#### About this task
Extract the full listing below without altering a single character.

#### Supplied data
§

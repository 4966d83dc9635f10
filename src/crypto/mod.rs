//! Packet encryption
//!
//! The connection only sequences encryption around framing: payloads are
//! encrypted after encoding and decrypted before decoding, headers travel in
//! the clear. The cipher itself is a collaborator behind [`PacketCipher`].
//!
//! Two implementations ship with the crate:
//! - [`NullCipher`] passes bytes through (encryption disabled)
//! - [`FeedbackXorCipher`] is the keyed xor scheme the stock client expects.
//!   It obfuscates, it does not authenticate.

use std::sync::Arc;

use thiserror::Error;

use crate::protocol::ConnectionType;

/// Default key seed for auth gateway connections
pub const AUTH_KEY_SEED: u64 = 0x0E9B_3F26_D41C_7A55;

/// Default key seed for world gateway connections
pub const WORLD_KEY_SEED: u64 = 0x6C21_D8A0_93F7_4B1E;

/// Cipher errors. All of them are fatal for the connection.
#[derive(Error, Debug, Clone, PartialEq, Eq)]
pub enum CipherError {
    #[error("Key state is empty")]
    EmptyKey,

    #[error("Decryption failed: {0}")]
    Decrypt(String),
}

pub type CipherResult<T> = Result<T, CipherError>;

/// Connection-local key material. Opaque to everything but the cipher that
/// derived it.
#[derive(Clone, PartialEq, Eq)]
pub struct KeyState {
    material: Vec<u8>,
}

impl KeyState {
    pub fn new(material: Vec<u8>) -> Self {
        Self { material }
    }

    pub fn material(&self) -> &[u8] {
        &self.material
    }

    pub fn material_mut(&mut self) -> &mut Vec<u8> {
        &mut self.material
    }
}

impl std::fmt::Debug for KeyState {
    fn fmt(&self, f: &mut std::fmt::Formatter<'_>) -> std::fmt::Result {
        f.debug_struct("KeyState")
            .field("len", &self.material.len())
            .finish_non_exhaustive()
    }
}

/// Encryption collaborator. One instance is shared by every connection;
/// per-connection state lives in the [`KeyState`] it derives.
pub trait PacketCipher: Send + Sync {
    fn derive_key(&self, seed: u64) -> KeyState;

    fn encrypt(&self, plaintext: &[u8], key: &mut KeyState) -> Vec<u8>;

    fn decrypt(&self, ciphertext: &[u8], key: &mut KeyState) -> CipherResult<Vec<u8>>;
}

/// Passthrough cipher
#[derive(Debug, Default, Clone, Copy)]
pub struct NullCipher;

impl PacketCipher for NullCipher {
    fn derive_key(&self, _seed: u64) -> KeyState {
        KeyState::new(Vec::new())
    }

    fn encrypt(&self, plaintext: &[u8], _key: &mut KeyState) -> Vec<u8> {
        plaintext.to_vec()
    }

    fn decrypt(&self, ciphertext: &[u8], _key: &mut KeyState) -> CipherResult<Vec<u8>> {
        Ok(ciphertext.to_vec())
    }
}

/// Keyed xor with ciphertext feedback, restarted for every packet
#[derive(Debug, Default, Clone, Copy)]
pub struct FeedbackXorCipher;

impl FeedbackXorCipher {
    /// Bytes of key material derived from a seed
    pub const KEY_LEN: usize = 64;

    fn next_word(state: &mut u64) -> u64 {
        // splitmix64
        *state = state.wrapping_add(0x9E37_79B9_7F4A_7C15);
        let mut z = *state;
        z = (z ^ (z >> 30)).wrapping_mul(0xBF58_476D_1CE4_E5B9);
        z = (z ^ (z >> 27)).wrapping_mul(0x94D0_49BB_1331_11EB);
        z ^ (z >> 31)
    }
}

impl PacketCipher for FeedbackXorCipher {
    fn derive_key(&self, seed: u64) -> KeyState {
        let mut state = seed;
        let material = (0..Self::KEY_LEN / 8)
            .flat_map(|_| Self::next_word(&mut state).to_le_bytes())
            .collect();
        KeyState::new(material)
    }

    fn encrypt(&self, plaintext: &[u8], key: &mut KeyState) -> Vec<u8> {
        let material = key.material();
        if material.is_empty() {
            return plaintext.to_vec();
        }

        let mut feedback = material[material.len() - 1];
        plaintext
            .iter()
            .enumerate()
            .map(|(i, &byte)| {
                let out = byte ^ material[i % material.len()] ^ feedback;
                feedback = out;
                out
            })
            .collect()
    }

    fn decrypt(&self, ciphertext: &[u8], key: &mut KeyState) -> CipherResult<Vec<u8>> {
        let material = key.material();
        if material.is_empty() {
            return Err(CipherError::EmptyKey);
        }

        let mut feedback = material[material.len() - 1];
        Ok(ciphertext
            .iter()
            .enumerate()
            .map(|(i, &byte)| {
                let out = byte ^ material[i % material.len()] ^ feedback;
                feedback = byte;
                out
            })
            .collect())
    }
}

/// Seeds used to derive per-connection keys
#[derive(Debug, Clone, Copy, PartialEq, Eq)]
pub struct KeySeeds {
    pub auth: u64,
    pub world: u64,
}

impl KeySeeds {
    pub fn for_connection(&self, connection_type: ConnectionType) -> u64 {
        match connection_type {
            ConnectionType::Auth => self.auth,
            ConnectionType::World => self.world,
        }
    }
}

impl Default for KeySeeds {
    fn default() -> Self {
        Self {
            auth: AUTH_KEY_SEED,
            world: WORLD_KEY_SEED,
        }
    }
}

/// Cipher selected by the `encryption.enabled` setting
pub fn default_cipher(enabled: bool) -> Arc<dyn PacketCipher> {
    if enabled {
        Arc::new(FeedbackXorCipher)
    } else {
        Arc::new(NullCipher)
    }
}

#[cfg(test)]
mod tests {
    use super::*;

    #[test]
    fn test_feedback_xor_roundtrip() {
        let cipher = FeedbackXorCipher;
        let mut key = cipher.derive_key(AUTH_KEY_SEED);
        let plaintext = b"ClientHelloAuth payload with enough bytes to wrap the key schedule \
                          more than once, because it is longer than sixty-four bytes";

        let ciphertext = cipher.encrypt(plaintext, &mut key);
        assert_ne!(&ciphertext[..], &plaintext[..]);
        assert_eq!(ciphertext.len(), plaintext.len());

        let decrypted = cipher.decrypt(&ciphertext, &mut key).unwrap();
        assert_eq!(&decrypted[..], &plaintext[..]);
    }

    #[test]
    fn test_keys_depend_on_seed() {
        let cipher = FeedbackXorCipher;
        let auth = cipher.derive_key(AUTH_KEY_SEED);
        let world = cipher.derive_key(WORLD_KEY_SEED);
        assert_eq!(auth.material().len(), FeedbackXorCipher::KEY_LEN);
        assert_ne!(auth, world);
        assert_eq!(auth, cipher.derive_key(AUTH_KEY_SEED));
    }

    #[test]
    fn test_wrong_key_garbles() {
        let cipher = FeedbackXorCipher;
        let mut auth = cipher.derive_key(AUTH_KEY_SEED);
        let mut world = cipher.derive_key(WORLD_KEY_SEED);

        let ciphertext = cipher.encrypt(b"secret", &mut auth);
        let decrypted = cipher.decrypt(&ciphertext, &mut world).unwrap();
        assert_ne!(&decrypted[..], b"secret");
    }

    #[test]
    fn test_empty_key_rejected() {
        let cipher = FeedbackXorCipher;
        let mut key = KeyState::new(Vec::new());
        assert_eq!(cipher.decrypt(&[1, 2, 3], &mut key), Err(CipherError::EmptyKey));
    }

    #[test]
    fn test_null_cipher_passthrough() {
        let cipher = NullCipher;
        let mut key = cipher.derive_key(0);
        assert_eq!(cipher.encrypt(b"abc", &mut key), b"abc".to_vec());
        assert_eq!(cipher.decrypt(b"abc", &mut key).unwrap(), b"abc".to_vec());
    }

    #[test]
    fn test_seed_selection() {
        let seeds = KeySeeds::default();
        assert_eq!(seeds.for_connection(ConnectionType::Auth), AUTH_KEY_SEED);
        assert_eq!(seeds.for_connection(ConnectionType::World), WORLD_KEY_SEED);
    }
}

§

#### Expected output
repository 4966d83dc9635f10
filename src/crypto/mod.rs
//! Packet encryption
//!
//! The connection only sequences encryption around framing: payloads are
//! encrypted after encoding and decrypted before decoding, headers travel in
//! the clear. The cipher itself is a collaborator behind [`PacketCipher`].
//!
//! Two implementations ship with the crate:
//! - [`NullCipher`] passes bytes through (encryption disabled)
//! - [`FeedbackXorCipher`] is the keyed xor scheme the stock client expects.
//!   It obfuscates, it does not authenticate.

use std::sync::Arc;

use thiserror::Error;

use crate::protocol::ConnectionType;

/// Default key seed for auth gateway connections
pub const AUTH_KEY_SEED: u64 = 0x0E9B_3F26_D41C_7A55;

/// Default key seed for world gateway connections
pub const WORLD_KEY_SEED: u64 = 0x6C21_D8A0_93F7_4B1E;

/// Cipher errors. All of them are fatal for the connection.
#[derive(Error, Debug, Clone, PartialEq, Eq)]
pub enum CipherError {
    #[error("Key state is empty")]
    EmptyKey,

    #[error("Decryption failed: {0}")]
    Decrypt(String),
}

pub type CipherResult<T> = Result<T, CipherError>;

/// Connection-local key material. Opaque to everything but the cipher that
/// derived it.
#[derive(Clone, PartialEq, Eq)]
pub struct KeyState {
    material: Vec<u8>,
}

impl KeyState {
    pub fn new(material: Vec<u8>) -> Self {
        Self { material }
    }

    pub fn material(&self) -> &[u8] {
        &self.material
    }

    pub fn material_mut(&mut self) -> &mut Vec<u8> {
        &mut self.material
    }
}

impl std::fmt::Debug for KeyState {
    fn fmt(&self, f: &mut std::fmt::Formatter<'_>) -> std::fmt::Result {
        f.debug_struct("KeyState")
            .field("len", &self.material.len())
            .finish_non_exhaustive()
    }
}

/// Encryption collaborator. One instance is shared by every connection;
/// per-connection state lives in the [`KeyState`] it derives.
pub trait PacketCipher: Send + Sync {
    fn derive_key(&self, seed: u64) -> KeyState;

    fn encrypt(&self, plaintext: &[u8], key: &mut KeyState) -> Vec<u8>;

    fn decrypt(&self, ciphertext: &[u8], key: &mut KeyState) -> CipherResult<Vec<u8>>;
}

/// Passthrough cipher
#[derive(Debug, Default, Clone, Copy)]
pub struct NullCipher;

impl PacketCipher for NullCipher {
    fn derive_key(&self, _seed: u64) -> KeyState {
        KeyState::new(Vec::new())
    }

    fn encrypt(&self, plaintext: &[u8], _key: &mut KeyState) -> Vec<u8> {
        plaintext.to_vec()
    }

    fn decrypt(&self, ciphertext: &[u8], _key: &mut KeyState) -> CipherResult<Vec<u8>> {
        Ok(ciphertext.to_vec())
    }
}

/// Keyed xor with ciphertext feedback, restarted for every packet
#[derive(Debug, Default, Clone, Copy)]
pub struct FeedbackXorCipher;

impl FeedbackXorCipher {
    /// Bytes of key material derived from a seed
    pub const KEY_LEN: usize = 64;

    fn next_word(state: &mut u64) -> u64 {
        // splitmix64
        *state = state.wrapping_add(0x9E37_79B9_7F4A_7C15);
        let mut z = *state;
        z = (z ^ (z >> 30)).wrapping_mul(0xBF58_476D_1CE4_E5B9);
        z = (z ^ (z >> 27)).wrapping_mul(0x94D0_49BB_1331_11EB);
        z ^ (z >> 31)
    }
}

impl PacketCipher for FeedbackXorCipher {
    fn derive_key(&self, seed: u64) -> KeyState {
        let mut state = seed;
        let material = (0..Self::KEY_LEN / 8)
            .flat_map(|_| Self::next_word(&mut state).to_le_bytes())
            .collect();
        KeyState::new(material)
    }

    fn encrypt(&self, plaintext: &[u8], key: &mut KeyState) -> Vec<u8> {
        let material = key.material();
        if material.is_empty() {
            return plaintext.to_vec();
        }

        let mut feedback = material[material.len() - 1];
        plaintext
            .iter()
            .enumerate()
            .map(|(i, &byte)| {
                let out = byte ^ material[i % material.len()] ^ feedback;
                feedback = out;
                out
            })
            .collect()
    }

    fn decrypt(&self, ciphertext: &[u8], key: &mut KeyState) -> CipherResult<Vec<u8>> {
        let material = key.material();
        if material.is_empty() {
            return Err(CipherError::EmptyKey);
        }

        let mut feedback = material[material.len() - 1];
        Ok(ciphertext
            .iter()
            .enumerate()
            .map(|(i, &byte)| {
                let out = byte ^ material[i % material.len()] ^ feedback;
                feedback = byte;
                out
            })
            .collect())
    }
}

/// Seeds used to derive per-connection keys
#[derive(Debug, Clone, Copy, PartialEq, Eq)]
pub struct KeySeeds {
    pub auth: u64,
    pub world: u64,
}

impl KeySeeds {
    pub fn for_connection(&self, connection_type: ConnectionType) -> u64 {
        match connection_type {
            ConnectionType::Auth => self.auth,
            ConnectionType::World => self.world,
        }
    }
}

impl Default for KeySeeds {
    fn default() -> Self {
        Self {
            auth: AUTH_KEY_SEED,
            world: WORLD_KEY_SEED,
        }
    }
}

/// Cipher selected by the `encryption.enabled` setting
pub fn default_cipher(enabled: bool) -> Arc<dyn PacketCipher> {
    if enabled {
        Arc::new(FeedbackXorCipher)
    } else {
        Arc::new(NullCipher)
    }
}

#[cfg(test)]
mod tests {
    use super::*;

    #[test]
    fn test_feedback_xor_roundtrip() {
        let cipher = FeedbackXorCipher;
        let mut key = cipher.derive_key(AUTH_KEY_SEED);
        let plaintext = b"ClientHelloAuth payload with enough bytes to wrap the key schedule \
                          more than once, because it is longer than sixty-four bytes";

        let ciphertext = cipher.encrypt(plaintext, &mut key);
        assert_ne!(&ciphertext[..], &plaintext[..]);
        assert_eq!(ciphertext.len(), plaintext.len());

        let decrypted = cipher.decrypt(&ciphertext, &mut key).unwrap();
        assert_eq!(&decrypted[..], &plaintext[..]);
    }

    #[test]
    fn test_keys_depend_on_seed() {
        let cipher = FeedbackXorCipher;
        let auth = cipher.derive_key(AUTH_KEY_SEED);
        let world = cipher.derive_key(WORLD_KEY_SEED);
        assert_eq!(auth.material().len(), FeedbackXorCipher::KEY_LEN);
        assert_ne!(auth, world);
        assert_eq!(auth, cipher.derive_key(AUTH_KEY_SEED));
    }

    #[test]
    fn test_wrong_key_garbles() {
        let cipher = FeedbackXorCipher;
        let mut auth = cipher.derive_key(AUTH_KEY_SEED);
        let mut world = cipher.derive_key(WORLD_KEY_SEED);

        let ciphertext = cipher.encrypt(b"secret", &mut auth);
        let decrypted = cipher.decrypt(&ciphertext, &mut world).unwrap();
        assert_ne!(&decrypted[..], b"secret");
    }

    #[test]
    fn test_empty_key_rejected() {
        let cipher = FeedbackXorCipher;
        let mut key = KeyState::new(Vec::new());
        assert_eq!(cipher.decrypt(&[1, 2, 3], &mut key), Err(CipherError::EmptyKey));
    }

    #[test]
    fn test_null_cipher_passthrough() {
        let cipher = NullCipher;
        let mut key = cipher.derive_key(0);
        assert_eq!(cipher.encrypt(b"abc", &mut key), b"abc".to_vec());
        assert_eq!(cipher.decrypt(b"abc", &mut key).unwrap(), b"abc".to_vec());
    }

    #[test]
    fn test_seed_selection() {
        let seeds = KeySeeds::default();
        assert_eq!(seeds.for_connection(ConnectionType::Auth), AUTH_KEY_SEED);
        assert_eq!(seeds.for_connection(ConnectionType::World), WORLD_KEY_SEED);
    }
}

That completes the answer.